それでも時間を作ってなるべく一緒にいようとするあたり、彼女の姉への依存心も相当に強いのだろう。
見知らぬ異世界でたった二人きりの家族ということもある。
そうでなくても、元の世界にいた頃から姉妹はお互いを支え合って生きてきたのだ。
近年の彼女たちの世界において、フェザーリードという存在は広く一般に認知されるようになったものの、一部の地域では未だ迫害の対象となることも多かった。
そんな理不尽から妹を護るために姉は戦い、妹は戦いの中で傷ついた姉を癒す。そんな関係が、もうずっと前から続いている。
二人の生きていた時代、世界は少しも優しくなんてなかったけれど、それでも姉妹はそうやって生き抜いてきたのだ。
*
一方、その頃、知佳とみなみは受験勉強をするために風ヶ丘学園の図書館へと来ていた。
彼女たちも受験生である。
みなみは既に海鳴大学へのスポーツ推薦が決まっているのだが、それでも一般教養の試験は受けなければならないのでそのあたりを疎かにするわけにはいかない。

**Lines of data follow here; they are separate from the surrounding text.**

//! The analyzable-module model
//!
//! The IR-lowering collaborator hands the propagator a flat module:
//! functions with interned values (arguments, instruction results),
//! optional layout-descriptor seeds per value, intra-function dependency
//! edges whose endpoints must agree on type information, and call sites
//! binding actual arguments and the call result to a callee. How the host
//! IR was walked to produce this is not the core's concern.

use smallvec::SmallVec;
use typetree_core::builder::{DescriptorArena, DescriptorId};

/// Identifier of an analyzed value, dense across the whole module.
#[derive(Debug, Clone, Copy, PartialEq, Eq, Hash, PartialOrd, Ord)]
pub struct ValueId(pub u32);

/// Identifier of a function, dense across the whole module.
#[derive(Debug, Clone, Copy, PartialEq, Eq, Hash, PartialOrd, Ord)]
pub struct FunctionId(pub u32);

/// One analyzed value.
#[derive(Debug, Clone)]
pub struct ValueInfo {
    pub function: FunctionId,
    /// Diagnostic label, e.g. the IR register name.
    pub label: String,
    /// Structural layout known up front, if any.
    pub seed: Option<DescriptorId>,
}

/// One function's analysis record: its argument values and return value.
/// The trees of these values double as the function's summary shared with
/// every call site.
#[derive(Debug, Clone)]
pub struct FunctionInfo {
    pub name: String,
    pub params: Vec<ValueId>,
    pub ret: Option<ValueId>,
}

/// A call instruction binding caller values to a callee.
#[derive(Debug, Clone)]
pub struct CallSite {
    pub caller: FunctionId,
    pub callee: FunctionId,
    pub args: SmallVec<[ValueId; 4]>,
    pub result: Option<ValueId>,
}

/// Everything the propagator needs to know about one compilation unit.
#[derive(Debug, Default)]
pub struct AnalysisModule {
    /// Layout descriptors referenced by value seeds.
    pub descriptors: DescriptorArena,
    functions: Vec<FunctionInfo>,
    values: Vec<ValueInfo>,
    dependencies: Vec<(ValueId, ValueId)>,
    calls: Vec<CallSite>,
}

impl AnalysisModule {
    pub fn new() -> Self {
        Self::default()
    }

    pub fn add_function(&mut self, name: impl Into<String>) -> FunctionId {
        let id = FunctionId(self.functions.len() as u32);
        self.functions.push(FunctionInfo {
            name: name.into(),
            params: Vec::new(),
            ret: None,
        });
        id
    }

    /// Intern a value owned by `function`.
    pub fn add_value(
        &mut self,
        function: FunctionId,
        label: impl Into<String>,
        seed: Option<DescriptorId>,
    ) -> ValueId {
        let id = ValueId(self.values.len() as u32);
        self.values.push(ValueInfo {
            function,
            label: label.into(),
            seed,
        });
        id
    }

    /// Intern a value and register it as the function's next argument.
    pub fn add_param(
        &mut self,
        function: FunctionId,
        label: impl Into<String>,
        seed: Option<DescriptorId>,
    ) -> ValueId {
        let id = self.add_value(function, label, seed);
        self.functions[function.0 as usize].params.push(id);
        id
    }

    pub fn set_return(&mut self, function: FunctionId, value: ValueId) {
        self.functions[function.0 as usize].ret = Some(value);
    }

    /// Record a def-use pair whose type information must agree. Edges are
    /// symmetric: knowledge at either endpoint refines the other.
    pub fn add_dependency(&mut self, a: ValueId, b: ValueId) {
        self.dependencies.push((a, b));
    }

    pub fn add_call(
        &mut self,
        caller: FunctionId,
        callee: FunctionId,
        args: impl IntoIterator<Item = ValueId>,
        result: Option<ValueId>,
    ) {
        self.calls.push(CallSite {
            caller,
            callee,
            args: args.into_iter().collect(),
            result,
        });
    }

    pub fn value_count(&self) -> usize {
        self.values.len()
    }

    pub fn function_count(&self) -> usize {
        self.functions.len()
    }

    pub fn value(&self, id: ValueId) -> &ValueInfo {
        &self.values[id.0 as usize]
    }

    pub fn function(&self, id: FunctionId) -> &FunctionInfo {
        &self.functions[id.0 as usize]
    }

    pub fn values(&self) -> impl Iterator<Item = (ValueId, &ValueInfo)> {
        self.values
            .iter()
            .enumerate()
            .map(|(i, info)| (ValueId(i as u32), info))
    }

    pub fn functions(&self) -> impl Iterator<Item = (FunctionId, &FunctionInfo)> {
        self.functions
            .iter()
            .enumerate()
            .map(|(i, info)| (FunctionId(i as u32), info))
    }

    pub fn dependencies(&self) -> &[(ValueId, ValueId)] {
        &self.dependencies
    }

    pub fn calls(&self) -> &[CallSite] {
        &self.calls
    }
}
//! Address input validation for the permission panels.

use quorum_core::Address;

/// Trim and parse user input. `None` when it is not an address.
pub fn filter_address(value: &str) -> Option<Address> {
    Address::parse(value.trim()).ok()
}

/// Trim and parse user input, rejecting the zero address.
pub fn filter_non_empty_address(value: &str) -> Option<Address> {
    filter_address(value).filter(|a| !a.is_zero())
}
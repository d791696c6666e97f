//! Quorum Identity - Local Identity Directory
//!
//! Client-side labels for addresses. The directory keeps a map from
//! lower-cased address to [`IdentityRecord`], persists it per organization
//! through an [`IdentityStorage`] handler, and announces every change on an
//! [`IdentityBus`] so that each [`IdentityBadge`] can re-resolve its label.
//!
//! Labels leave the device only through export files and share links; both
//! carry the same `[{address, name}]` JSON array of [`LabelEntry`] values.

#![forbid(unsafe_code)]

pub mod badge;
pub mod bus;
pub mod directory;
pub mod errors;
pub mod export;
pub mod record;
pub mod selection;
pub mod share;
pub mod storage;

pub use badge::{BadgeSubject, IdentityBadge};
pub use bus::{IdentityBus, IdentityEvent, IdentitySubscription, DEFAULT_BUS_CAPACITY};
pub use directory::LocalIdentityDirectory;
pub use errors::{IdentityError, IdentityResult};
pub use export::{export_file_name, export_json, parse_label_entries};
pub use record::{IdentityRecord, LabelEntry};
pub use selection::Selection;
pub use share::{build_share_link, decode_labels, encode_labels, parse_share_link, SharedLabels};
pub use storage::{FileIdentityStorage, IdentityStorage, MemoryIdentityStorage};
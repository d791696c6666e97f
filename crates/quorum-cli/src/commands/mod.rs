//! CLI command handlers

pub mod common;
pub mod labels;
pub mod permissions;
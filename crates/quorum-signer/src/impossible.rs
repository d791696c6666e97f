//! Explanation shown when an intent cannot be performed.

use crate::paths::TransactionIntent;
use quorum_core::Address;

/// Why the action is impossible.
#[derive(Clone, Copy, Debug, PartialEq, Eq)]
pub enum ImpossibleReason {
    /// No path exists: the account likely lacks the permission.
    NoPermission,
    /// Path resolution or submission failed.
    PathError,
}

/// "Action impossible" notice.
#[derive(Debug, Clone, PartialEq, Eq)]
pub struct ActionImpossible {
    /// Intent description, if any
    pub description: Option<String>,
    /// App name, if any
    pub name: Option<String>,
    /// Contract the intent targets
    pub to: Address,
    /// Cause
    pub reason: ImpossibleReason,
}

impl ActionImpossible {
    /// Notice title.
    pub const TITLE: &'static str = "Action impossible";

    /// Build the notice for an intent.
    pub fn new(intent: &TransactionIntent, reason: ImpossibleReason) -> Self {
        Self {
            description: intent.description.clone().filter(|d| !d.is_empty()),
            name: intent.name.clone().filter(|n| !n.is_empty()),
            to: intent.to,
            reason,
        }
    }

    /// Full notice text.
    pub fn text(&self) -> String {
        let subject = match (&self.description, &self.name) {
            (None, None) => "The action failed to execute".to_string(),
            (Some(description), None) => format!("The action “{description}” failed to execute"),
            (None, Some(name)) => format!("The action failed to execute on {name}"),
            (Some(description), Some(name)) => {
                format!("The action “{description}” failed to execute on {name}")
            }
        };
        let cause = match self.reason {
            ImpossibleReason::PathError => {
                "An error occurred when we tried to find a path or send a transaction for this action."
            }
            ImpossibleReason::NoPermission => "You may not have the required permissions.",
        };
        format!("{subject}. {cause}")
    }
}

そして、自分自身は大学へ行く気がなかった知佳も、方針転換をしたことで今では自主的に受験勉強に取り組むようになっていた。
レスキューの仕事に就くことを諦めた彼女だが、やはり自立したいという気持ちは強い。
それに、今後のことを考えると資金は必要だろう。
二人で幸せになるのに、そのためのお金を耕介にばかり頼るのは嫌だった。
――このご時世、何の仕事をするにしても大学くらいは出ておいたほうが良い。
だが、働きたいと相談を持ち掛けた知佳に、彼女の保護者はそう言って受験勉強用の分厚いテキストを押し付けた。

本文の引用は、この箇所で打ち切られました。